Saved entries
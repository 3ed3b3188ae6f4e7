#![no_std]
#![cfg_attr(docsrs, feature(doc_auto_cfg))]

//! Async, `no_std` driver for the ABOV A96T3X6 capacitive grip/proximity
//! sensor.
//!
//! The A96T3X6 is a single-channel capacitive controller used for grip and
//! body-proximity detection (SAR compliance). This crate exposes a strongly
//! typed API on top of the register protocol, with helpers for:
//!
//! - Decoding grip press/release interrupts and forwarding them to the host
//! - Enabling/disabling sensing, sar-only mode and the charger noise policy
//! - Reading diff, raw, baseline, threshold and total-capacitance diagnostics
//! - Running the periodic diagnostic poller that keeps the sensor healthy
//! - Flashing firmware images in boot mode, with checksum and version
//!   verification and bounded retry
//! - Using `embedded-hal` / `embedded-hal-async` 1.0 traits so the driver
//!   works across MCU families
//!
//! ```no_run
//! use embedded_hal_async::{delay::DelayNs, i2c::{I2c, SevenBitAddress}};
//! use embassy_sync::blocking_mutex::raw::NoopRawMutex;
//! use a96t3x6::{A96t3x6, Config, Platform};
//!
//! async fn example<I2C, D, P, E>(i2c: I2C, delay: D, platform: P)
//! where
//!   I2C: I2c<SevenBitAddress, Error = E>,
//!   D: DelayNs + Clone,
//!   P: Platform,
//! {
//!   let sensor: A96t3x6<NoopRawMutex, _, _, _> =
//!     A96t3x6::new(i2c, delay, platform, Config::default());
//!   _ = sensor.set_enable(true).await;
//! }
//! ```

mod bus;
mod control;
mod diag;
mod event;
mod fw;
mod platform;
mod poll;
mod reg;
#[cfg(test)]
mod testing;

use core::cell::RefCell;

use embassy_sync::blocking_mutex;
use embassy_sync::blocking_mutex::raw::RawMutex;
use embassy_sync::mutex::Mutex;
use embedded_hal_async::delay::DelayNs;
use embedded_hal_async::i2c::{I2c, SevenBitAddress};

use bus::Bus;
pub use fw::FirmwareImage;
pub use platform::{FirmwareProvider, FirmwareSource, GripEvent, Platform, PowerControl, UpdateStatus};
use poll::PollControl;

/// Errors that can occur while interacting with the sensor.
#[derive(Debug)]
#[cfg_attr(feature = "defmt", derive(defmt::Format))]
pub enum Error<E> {
  /// I²C transaction failed with the underlying driver error, after the
  /// bounded retry envelope was exhausted.
  Transport(E),
  /// A raw boot-mode frame did not go out in full; the transfer must abort.
  ShortWrite,
  /// The device answered a boot-mode command with an unexpected code.
  UnexpectedResponse(u8),
  /// Flash checksum read back from the device differs from the image's.
  ChecksumMismatch { device: u16, image: u16 },
  /// Firmware revision read back after flashing differs from the image's.
  VersionMismatch { device: u8, image: u8 },
  /// The firmware provider had no image for the requested source.
  ImageUnavailable,
  /// The firmware image is malformed (truncated header or ragged length).
  InvalidImage,
}

/// Static device configuration, consumed at construction.
#[derive(Debug, Clone, Copy)]
#[cfg_attr(feature = "defmt", derive(defmt::Format))]
pub struct Config {
  /// Code the device answers with after a successful boot-mode entry.
  pub boot_ack: u8,
  /// Whether this unit routes audio jack state into the noise policy.
  pub earjack_noise: bool,
  /// Bring-up units skip the firmware version gate in [`A96t3x6::check_firmware`].
  pub bringup: bool,
}

impl Default for Config {
  fn default() -> Self {
    Self { boot_ack: 0x39, earjack_noise: false, bringup: false }
  }
}

/// Live driver state, readable by the host between operations.
#[derive(Debug, Clone, Copy, Default)]
#[cfg_attr(feature = "defmt", derive(defmt::Format))]
pub struct State {
  pub enabled: bool,
  pub sar_mode: bool,
  pub skip_event: bool,
  pub earjack: bool,
  pub resume_called: bool,
  pub pressed: bool,
  pub diff: u16,
  pub diff_ref: u16,
  pub raw: u16,
  pub raw_ref: u16,
  pub baseline: u16,
  pub total_cap: u16,
  pub press_threshold: u16,
  pub release_threshold: u16,
  pub noise_threshold: u16,
  pub fw_ver: u8,
  pub md_ver: u8,
  pub checksum: (u8, u8),
  pub irq_en_count: u32,
  pub update_status: UpdateStatus,
  pub(crate) charger_attached: Option<bool>,
  pub(crate) debug_count: u32,
  pub(crate) prev_closed: bool,
  #[cfg(feature = "factory-diag")]
  pub abnormal_mode: bool,
  #[cfg(feature = "factory-diag")]
  pub max_diff: u16,
  #[cfg(feature = "factory-diag")]
  pub max_normal_diff: u16,
  #[cfg(feature = "factory-diag")]
  pub irq_count: u32,
}

/// Driver for the ABOV A96T3X6 grip sensor.
///
/// The driver owns the I²C peripheral and a delay source and calls out to the
/// host through the [`Platform`] capability trait. Methods take `&self`;
/// internal locking lets the interrupt handler, the diagnostic poller and the
/// firmware engine share one instance across tasks.
pub struct A96t3x6<M: RawMutex, I, D, P> {
  bus: Bus<M, I, D>,
  timer: Mutex<M, D>,
  platform: Mutex<M, P>,
  config: Config,
  state: blocking_mutex::Mutex<M, RefCell<State>>,
  poll: PollControl<M>,
}

impl<M, I, D, P, E> A96t3x6<M, I, D, P>
where
  M: RawMutex,
  I: I2c<SevenBitAddress, Error = E>,
  D: DelayNs + Clone,
  P: Platform,
{
  /// Create a new driver instance.
  ///
  /// Nothing is transmitted to the device until the first operation; the host
  /// typically calls [`A96t3x6::check_firmware`] and then
  /// [`A96t3x6::set_enable`] during bring-up.
  pub fn new(i2c: I, delay: D, platform: P, config: Config) -> Self {
    Self {
      bus: Bus::new(i2c, delay.clone()),
      timer: Mutex::new(delay),
      platform: Mutex::new(platform),
      config,
      state: blocking_mutex::Mutex::new(RefCell::new(State::default())),
      poll: PollControl::new(),
    }
  }

  /// Snapshot of the live driver state.
  pub fn state(&self) -> State {
    self.with_state(|s| *s)
  }

  pub(crate) fn with_state<R>(&self, f: impl FnOnce(&mut State) -> R) -> R {
    self.state.lock(|cell| f(&mut cell.borrow_mut()))
  }

  pub(crate) async fn sleep_ms(&self, ms: u32) {
    self.timer.lock().await.delay_ms(ms).await;
  }
}
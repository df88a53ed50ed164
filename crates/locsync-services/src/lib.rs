//! High-level orchestration layer over lower-level crates.
//! Intentionally thin: exposes stable functions used by the CLI.

use std::path::{Path, PathBuf};

use locsync_net::StringsServer;
use tracing::debug;

pub use locsync_core::{Catalog, Result, SyncError, TranslationMap};

/// Everything the upload pipeline needs, resolved by the caller — no
/// ambient configuration state.
#[derive(Debug, Clone)]
pub struct UploadOptions {
    pub root: PathBuf,
    pub file_pattern: String,
    pub base_url: String,
    pub pid: String,
    pub version: String,
    pub group: String,
    pub upload_language: String,
    pub insecure: bool,
    pub dry_run: bool,
}

#[derive(Debug)]
pub struct UploadReport {
    pub message_count: usize,
    /// Human-readable change entries from the service; empty on dry runs.
    pub changes: Vec<String>,
    /// The encoded resource text that was (or would have been) sent.
    pub resource_text: String,
    pub dry_run: bool,
}

/// The upload pipeline: scan -> merge -> encode -> envelope -> POST.
/// Sequential, no partial upload: any scan, merge, or transport failure
/// aborts before or instead of the request.
pub fn upload(opts: &UploadOptions) -> Result<UploadReport> {
    let plugins = locsync_extract::default_plugins();
    let batches = locsync_extract::scan_descriptors(&opts.root, &opts.file_pattern, &plugins)?;
    debug!("scanned {} descriptor batches", batches.len());

    let catalog = locsync_core::merge::merge_batches(batches)?;
    let message_count = catalog.len();
    let resource_text = locsync_export_strings::compile_strings(&catalog);
    debug!(
        "compiled {} messages into {} bytes of resource text",
        message_count,
        resource_text.len()
    );

    if opts.dry_run {
        return Ok(UploadReport {
            message_count,
            changes: Vec::new(),
            resource_text,
            dry_run: true,
        });
    }

    let server = StringsServer::new(
        &opts.base_url,
        &opts.pid,
        &opts.version,
        &opts.group,
        opts.insecure,
    )?;
    let body = server.upload_strings(&opts.upload_language, &resource_text)?;

    Ok(UploadReport {
        message_count,
        changes: locsync_net::parse_change_report(&body),
        resource_text,
        dry_run: false,
    })
}

#[derive(Debug, Clone)]
pub struct DownloadOptions {
    pub base_url: String,
    pub pid: String,
    pub version: String,
    pub group: String,
    pub languages: Vec<String>,
    pub output_path: PathBuf,
    pub fail_empty: bool,
    pub insecure: bool,
}

#[derive(Debug)]
pub struct DownloadReport {
    pub keys: usize,
    pub path: PathBuf,
}

/// Result of one language's fetch+ingest. Failures stay scoped here so the
/// loop can keep going.
#[derive(Debug)]
pub struct LanguageOutcome {
    pub language: String,
    pub result: Result<DownloadReport>,
}

/// Fetch and ingest every configured language, sequentially and
/// independently: one language failing never stops the others.
pub fn download(opts: &DownloadOptions) -> Result<Vec<LanguageOutcome>> {
    let server = StringsServer::new(
        &opts.base_url,
        &opts.pid,
        &opts.version,
        &opts.group,
        opts.insecure,
    )?;

    let mut outcomes = Vec::with_capacity(opts.languages.len());
    for language in &opts.languages {
        debug!("loading translations for {language}");
        let result = server
            .fetch_strings(language)
            .and_then(|text| ingest_strings(&text, language, &opts.output_path, opts.fail_empty));
        outcomes.push(LanguageOutcome {
            language: language.clone(),
            result,
        });
    }

    Ok(outcomes)
}

/// Turn one language's resource text into its persisted translation file.
/// With `fail_empty` set, a zero-entry catalog fails and nothing is
/// written; otherwise even an empty map produces a (possibly `{}`) file.
pub fn ingest_strings(
    text: &str,
    language: &str,
    out_dir: &Path,
    fail_empty: bool,
) -> Result<DownloadReport> {
    let catalog = locsync_import_strings::parse_strings(text)?;
    let map = locsync_import_strings::project_translations(&catalog);

    if fail_empty && map.is_empty() {
        return Err(SyncError::EmptyCatalog {
            language: language.to_string(),
        }
        .into());
    }

    let path = locsync_import_strings::write_translation_map(out_dir, language, &map)?;
    Ok(DownloadReport {
        keys: map.len(),
        path,
    })
}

_Problem to solve_. The answer must be every line of the data that contains the word "batches".

_Exercise solution_.
    let batches = locsync_extract::scan_descriptors(&opts.root, &opts.file_pattern, &plugins)?;
    debug!("scanned {} descriptor batches", batches.len());
    let catalog = locsync_core::merge::merge_batches(batches)?;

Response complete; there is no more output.